La difesa: "Atto incostituzionale" - L'uomo è accusato di atti persecutori nei confronti della sua ex compagna, a suo carico inoltre è in corso un altro procedimento per violenza sessuale. Il difensore, l'avvocato Alessandro Malvezzi, aveva proposto una questione di illegittimità costituzionale che riguardava proprio "la irragionevolezza dell'ampliamento" delle norme del codice antimafia (con la riforma introdotta con la legge del 17 ottobre 2017) ai "delitti contro la persona", come lo stalking. E lamentava la violazione di alcuni principi costituzionali, come quelli di uguaglianza, ragionevolezza e proporzionalità previsti dall'articolo 3 della Carta.

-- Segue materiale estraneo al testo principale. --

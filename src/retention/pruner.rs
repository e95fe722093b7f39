use serde::Serialize;
use std::path::PathBuf;
use std::time::{Duration, SystemTime};

use super::candidates::{find_candidates, FileCandidate};
use crate::common::errors::RetentionError;

const SECS_PER_DAY: u64 = 86_400;

/// What to prune, built fresh from configuration for each pass
#[derive(Debug, Clone, PartialEq, Serialize)]
pub struct RetentionRequest {
    /// Directory to prune (not recursed into)
    pub directory: PathBuf,
    /// File name glob, e.g. `Transcript-*.txt`
    pub name_pattern: String,
    /// Files older than this are eligible; must be at least 1
    pub max_age_days: i64,
    /// The newest N matching files are never deleted
    pub min_keep_count: usize,
    /// Paths left out of the pass entirely: neither counted nor deleted
    #[serde(skip_serializing_if = "Vec::is_empty")]
    pub exclude: Vec<PathBuf>,
}

#[derive(Debug, Clone, Copy, PartialEq, Eq, Serialize)]
#[serde(rename_all = "snake_case")]
pub enum PruneMode {
    /// Compute the deletion set only
    DryRun,
    /// Delete the files
    Delete,
}

impl std::fmt::Display for PruneMode {
    fn fmt(&self, f: &mut std::fmt::Formatter<'_>) -> std::fmt::Result {
        match self {
            PruneMode::DryRun => write!(f, "Dry Run"),
            PruneMode::Delete => write!(f, "Delete"),
        }
    }
}

/// Deletion set computed from one directory snapshot
#[derive(Debug, Clone)]
pub struct PrunePlan {
    pub directory: PathBuf,
    pub cutoff: SystemTime,
    pub examined: usize,
    /// Newest files held back by the keep floor
    pub protected: Vec<FileCandidate>,
    pub to_delete: Vec<FileCandidate>,
}

/// A deletion that failed; the remaining files were still processed
#[derive(Debug, Clone)]
pub struct FailedDeletion {
    pub path: PathBuf,
    pub error: String,
}

/// Report from a prune pass
#[derive(Debug, Clone)]
pub struct PruneReport {
    pub directory: PathBuf,
    pub mode: PruneMode,
    pub examined: usize,
    pub protected: usize,
    /// Files deleted (or, in dry-run mode, that would be deleted)
    pub deleted: Vec<FileCandidate>,
    pub failed: Vec<FailedDeletion>,
    pub bytes_freed: u64,
}

/// Reject ages below one day; nothing would survive them
pub fn validate(request: &RetentionRequest) -> Result<(), RetentionError> {
    if request.max_age_days < 1 {
        return Err(RetentionError::InvalidMaxAge {
            days: request.max_age_days,
        });
    }
    Ok(())
}

/// `now` minus `max_age_days`, clamped at the epoch
pub fn age_cutoff(now: SystemTime, max_age_days: i64) -> SystemTime {
    let secs = (max_age_days.max(0) as u64).saturating_mul(SECS_PER_DAY);
    now.checked_sub(Duration::from_secs(secs))
        .unwrap_or(SystemTime::UNIX_EPOCH)
}

/// Split candidates into (protected, to_delete).
///
/// Candidates are stable-sorted by modification time; the last `min_keep`
/// are protected. Of the rest, only files modified strictly before `cutoff`
/// are deleted.
pub fn select_for_deletion(
    candidates: Vec<FileCandidate>,
    cutoff: SystemTime,
    min_keep: usize,
) -> (Vec<FileCandidate>, Vec<FileCandidate>) {
    let mut sorted = candidates;
    sorted.sort_by_key(|c| c.modified);

    let split = sorted.len().saturating_sub(min_keep);
    let protected = sorted.split_off(split);
    let to_delete = sorted
        .into_iter()
        .filter(|c| c.modified < cutoff)
        .collect();

    (protected, to_delete)
}

/// Compute the deletion set for `request` as of `now`, without touching disk
pub fn plan(request: &RetentionRequest, now: SystemTime) -> Result<PrunePlan, RetentionError> {
    validate(request)?;

    if !request.directory.is_dir() {
        return Err(RetentionError::PathNotFound {
            path: request.directory.clone(),
        });
    }

    let mut candidates = find_candidates(&request.directory, &request.name_pattern)?;
    candidates.retain(|c| !request.exclude.contains(&c.path));
    let examined = candidates.len();
    let cutoff = age_cutoff(now, request.max_age_days);
    let (protected, to_delete) = select_for_deletion(candidates, cutoff, request.min_keep_count);

    Ok(PrunePlan {
        directory: request.directory.clone(),
        cutoff,
        examined,
        protected,
        to_delete,
    })
}

/// Prune `request.directory` as of the current time
pub fn prune(request: &RetentionRequest, mode: PruneMode) -> Result<PruneReport, RetentionError> {
    prune_at(request, mode, SystemTime::now())
}

/// Prune as of `now`. Per-file failures are collected in the report.
pub fn prune_at(
    request: &RetentionRequest,
    mode: PruneMode,
    now: SystemTime,
) -> Result<PruneReport, RetentionError> {
    let plan = plan(request, now)?;

    tracing::debug!(
        "{}: {} matching '{}', {} protected, {} past {} days",
        request.directory.display(),
        plan.examined,
        request.name_pattern,
        plan.protected.len(),
        plan.to_delete.len(),
        request.max_age_days
    );

    Ok(execute(plan, mode))
}

/// Carry out a plan. A failed deletion is recorded and the rest still run.
pub fn execute(plan: PrunePlan, mode: PruneMode) -> PruneReport {
    let mut report = PruneReport {
        directory: plan.directory,
        mode,
        examined: plan.examined,
        protected: plan.protected.len(),
        deleted: Vec::new(),
        failed: Vec::new(),
        bytes_freed: 0,
    };

    for candidate in plan.to_delete {
        if mode == PruneMode::DryRun {
            tracing::info!("Would delete {}", candidate.path.display());
            report.bytes_freed += candidate.size_bytes;
            report.deleted.push(candidate);
            continue;
        }

        match std::fs::remove_file(&candidate.path) {
            Ok(()) => {
                tracing::info!("Deleted {}", candidate.path.display());
                report.bytes_freed += candidate.size_bytes;
                report.deleted.push(candidate);
            }
            Err(e) => {
                tracing::warn!("Failed to delete {}: {}", candidate.path.display(), e);
                report.failed.push(FailedDeletion {
                    path: candidate.path,
                    error: e.to_string(),
                });
            }
        }
    }

    report
}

La motivazione dei giudici: "Femminicidio preceduto da atti persecutori" - I giudici Roia-Tallarida-Pontani nel respingere la questione, e dunque nell'applicare la misura di prevenzione all'uomo non ancora condannato, spiegano che "in un Paese dove circa un quarto degli omicidi volontari riguarda casi di femminicidio, evento terminale spesso preceduto da attività persecutorie poste in essere dall'agente violento, e dove il 77% delle vittime del delitto di atti persecutori risultano di sesso femminile, non appare certamente irragionevole o irrazionale, su un piano di lettura costituzionale, l'avere introdotto da parte del legislatore un ulteriore strumento di tutela sociale". E ciò per fare in modo di contenere "forme di pericolosità diffusa da accertare secondo i parametri probatori". A carico del filippino, infatti, scrivono i giudici nel decreto, ci sono "gravi indizi di colpevolezza" già valutati dal gip che ha disposto per lui l'arresto (è ai domiciliari). L'uomo, dunque, non potrà frequentare i luoghi "normalmente frequentati" dall'ex compagna. Questa è una delle tante prescrizioni della misura di sorveglianza speciale della durata di 1 anno e mezzo emessa a suo carico.